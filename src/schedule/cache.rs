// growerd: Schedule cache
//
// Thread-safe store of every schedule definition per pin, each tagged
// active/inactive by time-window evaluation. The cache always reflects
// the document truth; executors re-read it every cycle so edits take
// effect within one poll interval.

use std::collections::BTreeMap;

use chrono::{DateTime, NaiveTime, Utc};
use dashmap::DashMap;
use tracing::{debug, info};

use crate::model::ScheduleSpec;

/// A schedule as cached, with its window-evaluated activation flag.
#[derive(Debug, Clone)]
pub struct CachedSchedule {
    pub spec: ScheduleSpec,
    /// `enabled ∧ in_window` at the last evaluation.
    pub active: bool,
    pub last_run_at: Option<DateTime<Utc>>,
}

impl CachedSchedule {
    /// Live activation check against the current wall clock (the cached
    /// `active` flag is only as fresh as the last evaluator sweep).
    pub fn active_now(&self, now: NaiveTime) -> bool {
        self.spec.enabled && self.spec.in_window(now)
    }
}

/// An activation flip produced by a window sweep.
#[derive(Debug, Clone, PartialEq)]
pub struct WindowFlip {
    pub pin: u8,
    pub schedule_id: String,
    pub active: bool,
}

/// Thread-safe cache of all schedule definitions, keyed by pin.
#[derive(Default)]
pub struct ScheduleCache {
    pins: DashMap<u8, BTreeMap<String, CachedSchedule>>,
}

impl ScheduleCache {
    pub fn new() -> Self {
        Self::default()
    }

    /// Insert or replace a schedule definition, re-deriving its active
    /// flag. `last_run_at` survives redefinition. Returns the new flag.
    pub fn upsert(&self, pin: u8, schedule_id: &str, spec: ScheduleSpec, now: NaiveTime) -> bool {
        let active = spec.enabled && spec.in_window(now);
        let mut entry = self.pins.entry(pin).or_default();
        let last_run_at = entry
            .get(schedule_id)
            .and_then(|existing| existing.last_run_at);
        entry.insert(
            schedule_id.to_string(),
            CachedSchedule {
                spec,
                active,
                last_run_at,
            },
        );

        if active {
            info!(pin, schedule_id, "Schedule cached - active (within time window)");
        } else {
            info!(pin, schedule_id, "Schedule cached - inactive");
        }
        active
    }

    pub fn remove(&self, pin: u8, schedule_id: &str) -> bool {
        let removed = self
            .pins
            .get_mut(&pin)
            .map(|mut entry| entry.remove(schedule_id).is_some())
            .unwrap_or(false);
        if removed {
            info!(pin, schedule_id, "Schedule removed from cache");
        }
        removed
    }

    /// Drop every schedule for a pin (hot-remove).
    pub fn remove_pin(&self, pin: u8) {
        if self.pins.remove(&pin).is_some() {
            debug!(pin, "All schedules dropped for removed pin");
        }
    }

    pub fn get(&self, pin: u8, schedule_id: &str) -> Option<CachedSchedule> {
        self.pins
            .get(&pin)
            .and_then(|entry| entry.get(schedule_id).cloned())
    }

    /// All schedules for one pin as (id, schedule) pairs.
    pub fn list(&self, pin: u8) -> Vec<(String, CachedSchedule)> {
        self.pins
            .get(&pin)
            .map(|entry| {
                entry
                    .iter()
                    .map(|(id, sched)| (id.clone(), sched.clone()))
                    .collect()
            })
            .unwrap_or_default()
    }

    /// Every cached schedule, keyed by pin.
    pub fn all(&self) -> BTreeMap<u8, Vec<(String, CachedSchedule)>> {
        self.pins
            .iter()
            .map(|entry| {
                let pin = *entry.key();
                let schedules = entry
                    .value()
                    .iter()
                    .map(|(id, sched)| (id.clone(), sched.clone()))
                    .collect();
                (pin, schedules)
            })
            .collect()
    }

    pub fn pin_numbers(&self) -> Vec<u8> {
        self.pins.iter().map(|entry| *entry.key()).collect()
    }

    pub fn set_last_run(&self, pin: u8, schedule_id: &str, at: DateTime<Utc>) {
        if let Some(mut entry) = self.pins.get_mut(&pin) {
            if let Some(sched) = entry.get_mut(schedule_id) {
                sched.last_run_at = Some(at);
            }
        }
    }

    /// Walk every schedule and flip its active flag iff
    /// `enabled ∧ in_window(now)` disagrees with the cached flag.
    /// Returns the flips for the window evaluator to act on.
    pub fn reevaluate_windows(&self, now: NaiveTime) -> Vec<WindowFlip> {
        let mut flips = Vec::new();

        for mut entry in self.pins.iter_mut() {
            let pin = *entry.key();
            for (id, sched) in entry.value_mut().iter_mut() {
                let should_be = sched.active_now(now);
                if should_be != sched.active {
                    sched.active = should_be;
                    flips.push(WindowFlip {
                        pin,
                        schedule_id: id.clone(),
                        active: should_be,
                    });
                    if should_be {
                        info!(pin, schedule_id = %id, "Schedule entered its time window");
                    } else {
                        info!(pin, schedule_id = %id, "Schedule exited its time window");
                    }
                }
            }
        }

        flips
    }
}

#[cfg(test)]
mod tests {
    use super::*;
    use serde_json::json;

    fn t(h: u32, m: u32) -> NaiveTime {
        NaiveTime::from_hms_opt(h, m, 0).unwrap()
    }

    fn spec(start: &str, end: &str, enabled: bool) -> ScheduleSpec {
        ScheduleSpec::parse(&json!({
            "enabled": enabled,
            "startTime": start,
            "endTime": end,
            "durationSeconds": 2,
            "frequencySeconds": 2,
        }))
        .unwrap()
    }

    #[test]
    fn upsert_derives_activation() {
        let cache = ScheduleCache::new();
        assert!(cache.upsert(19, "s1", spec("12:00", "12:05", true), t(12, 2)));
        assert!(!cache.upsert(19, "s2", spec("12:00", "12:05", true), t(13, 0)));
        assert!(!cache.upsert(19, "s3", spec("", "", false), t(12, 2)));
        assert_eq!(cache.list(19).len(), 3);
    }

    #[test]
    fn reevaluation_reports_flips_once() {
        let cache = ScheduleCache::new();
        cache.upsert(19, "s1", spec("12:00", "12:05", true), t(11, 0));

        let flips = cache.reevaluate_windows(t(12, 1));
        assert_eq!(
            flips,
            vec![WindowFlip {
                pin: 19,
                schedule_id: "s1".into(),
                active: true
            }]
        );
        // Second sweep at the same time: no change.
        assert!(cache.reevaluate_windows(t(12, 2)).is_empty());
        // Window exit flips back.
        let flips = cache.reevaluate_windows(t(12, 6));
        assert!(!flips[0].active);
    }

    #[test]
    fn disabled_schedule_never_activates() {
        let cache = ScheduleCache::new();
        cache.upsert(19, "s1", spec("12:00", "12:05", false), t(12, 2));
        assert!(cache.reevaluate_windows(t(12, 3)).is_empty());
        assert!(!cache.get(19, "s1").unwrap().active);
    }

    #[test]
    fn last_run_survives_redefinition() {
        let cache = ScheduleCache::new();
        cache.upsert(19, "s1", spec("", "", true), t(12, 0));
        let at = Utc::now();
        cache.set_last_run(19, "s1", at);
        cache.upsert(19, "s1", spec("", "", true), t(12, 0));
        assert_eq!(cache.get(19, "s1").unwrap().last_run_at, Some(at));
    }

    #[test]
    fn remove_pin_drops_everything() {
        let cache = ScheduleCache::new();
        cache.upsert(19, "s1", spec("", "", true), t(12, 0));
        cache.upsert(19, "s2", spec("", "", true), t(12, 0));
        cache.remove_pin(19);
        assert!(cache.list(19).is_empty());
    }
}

————

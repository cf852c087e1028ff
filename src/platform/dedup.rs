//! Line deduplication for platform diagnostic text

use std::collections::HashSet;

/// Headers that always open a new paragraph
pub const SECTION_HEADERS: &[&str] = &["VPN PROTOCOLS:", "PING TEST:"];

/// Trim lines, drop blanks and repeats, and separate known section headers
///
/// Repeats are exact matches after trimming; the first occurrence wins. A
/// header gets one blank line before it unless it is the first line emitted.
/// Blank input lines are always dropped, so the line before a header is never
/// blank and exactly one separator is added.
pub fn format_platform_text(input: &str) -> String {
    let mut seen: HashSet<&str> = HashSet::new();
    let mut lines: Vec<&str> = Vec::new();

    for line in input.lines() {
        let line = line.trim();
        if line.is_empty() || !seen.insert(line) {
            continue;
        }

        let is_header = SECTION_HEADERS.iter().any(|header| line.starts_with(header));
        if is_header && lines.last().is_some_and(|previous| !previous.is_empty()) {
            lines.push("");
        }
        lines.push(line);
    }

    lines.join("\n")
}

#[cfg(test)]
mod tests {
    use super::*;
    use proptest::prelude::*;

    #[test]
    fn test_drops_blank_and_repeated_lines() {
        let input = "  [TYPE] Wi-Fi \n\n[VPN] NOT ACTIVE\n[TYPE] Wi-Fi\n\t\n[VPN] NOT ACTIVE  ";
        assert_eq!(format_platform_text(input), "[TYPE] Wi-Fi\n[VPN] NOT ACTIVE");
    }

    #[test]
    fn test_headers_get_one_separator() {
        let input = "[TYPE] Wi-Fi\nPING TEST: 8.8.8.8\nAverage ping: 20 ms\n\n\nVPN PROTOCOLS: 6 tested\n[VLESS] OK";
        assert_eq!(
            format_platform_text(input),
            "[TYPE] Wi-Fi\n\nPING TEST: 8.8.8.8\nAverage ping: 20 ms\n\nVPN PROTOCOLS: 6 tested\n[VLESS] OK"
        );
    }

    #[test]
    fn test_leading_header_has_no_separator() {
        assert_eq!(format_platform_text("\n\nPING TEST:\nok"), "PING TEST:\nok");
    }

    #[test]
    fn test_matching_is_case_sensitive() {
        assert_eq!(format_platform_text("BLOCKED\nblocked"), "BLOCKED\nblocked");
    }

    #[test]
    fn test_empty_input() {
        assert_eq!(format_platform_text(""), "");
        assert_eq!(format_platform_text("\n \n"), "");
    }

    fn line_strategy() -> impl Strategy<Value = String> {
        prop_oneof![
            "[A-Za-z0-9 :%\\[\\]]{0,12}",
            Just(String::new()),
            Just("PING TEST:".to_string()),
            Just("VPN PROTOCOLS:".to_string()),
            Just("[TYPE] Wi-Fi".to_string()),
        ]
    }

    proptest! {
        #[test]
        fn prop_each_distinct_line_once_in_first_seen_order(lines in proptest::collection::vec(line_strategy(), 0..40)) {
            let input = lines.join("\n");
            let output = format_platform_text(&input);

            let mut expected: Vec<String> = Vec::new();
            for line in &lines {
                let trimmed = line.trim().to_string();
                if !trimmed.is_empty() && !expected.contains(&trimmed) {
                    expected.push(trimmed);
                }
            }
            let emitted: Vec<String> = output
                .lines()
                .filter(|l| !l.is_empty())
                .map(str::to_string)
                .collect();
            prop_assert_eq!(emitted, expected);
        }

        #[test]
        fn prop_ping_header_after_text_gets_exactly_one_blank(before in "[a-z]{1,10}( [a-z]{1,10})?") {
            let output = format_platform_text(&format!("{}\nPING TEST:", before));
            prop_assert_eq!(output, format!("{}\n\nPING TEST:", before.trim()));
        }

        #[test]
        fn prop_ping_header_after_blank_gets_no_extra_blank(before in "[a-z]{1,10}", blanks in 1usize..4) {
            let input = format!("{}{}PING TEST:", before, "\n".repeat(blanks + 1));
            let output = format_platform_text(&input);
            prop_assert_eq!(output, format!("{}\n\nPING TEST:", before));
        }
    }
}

————

How to complete this task: Only the lines above from the one with "filename src/schedule/cache.rs" through the one with "use std::collections::BTreeMap;" should be duplicated, character for character.

Task result:
filename src/schedule/cache.rs
// growerd: Schedule cache
//
// Thread-safe store of every schedule definition per pin, each tagged
// active/inactive by time-window evaluation. The cache always reflects
// the document truth; executors re-read it every cycle so edits take
// effect within one poll interval.

use std::collections::BTreeMap;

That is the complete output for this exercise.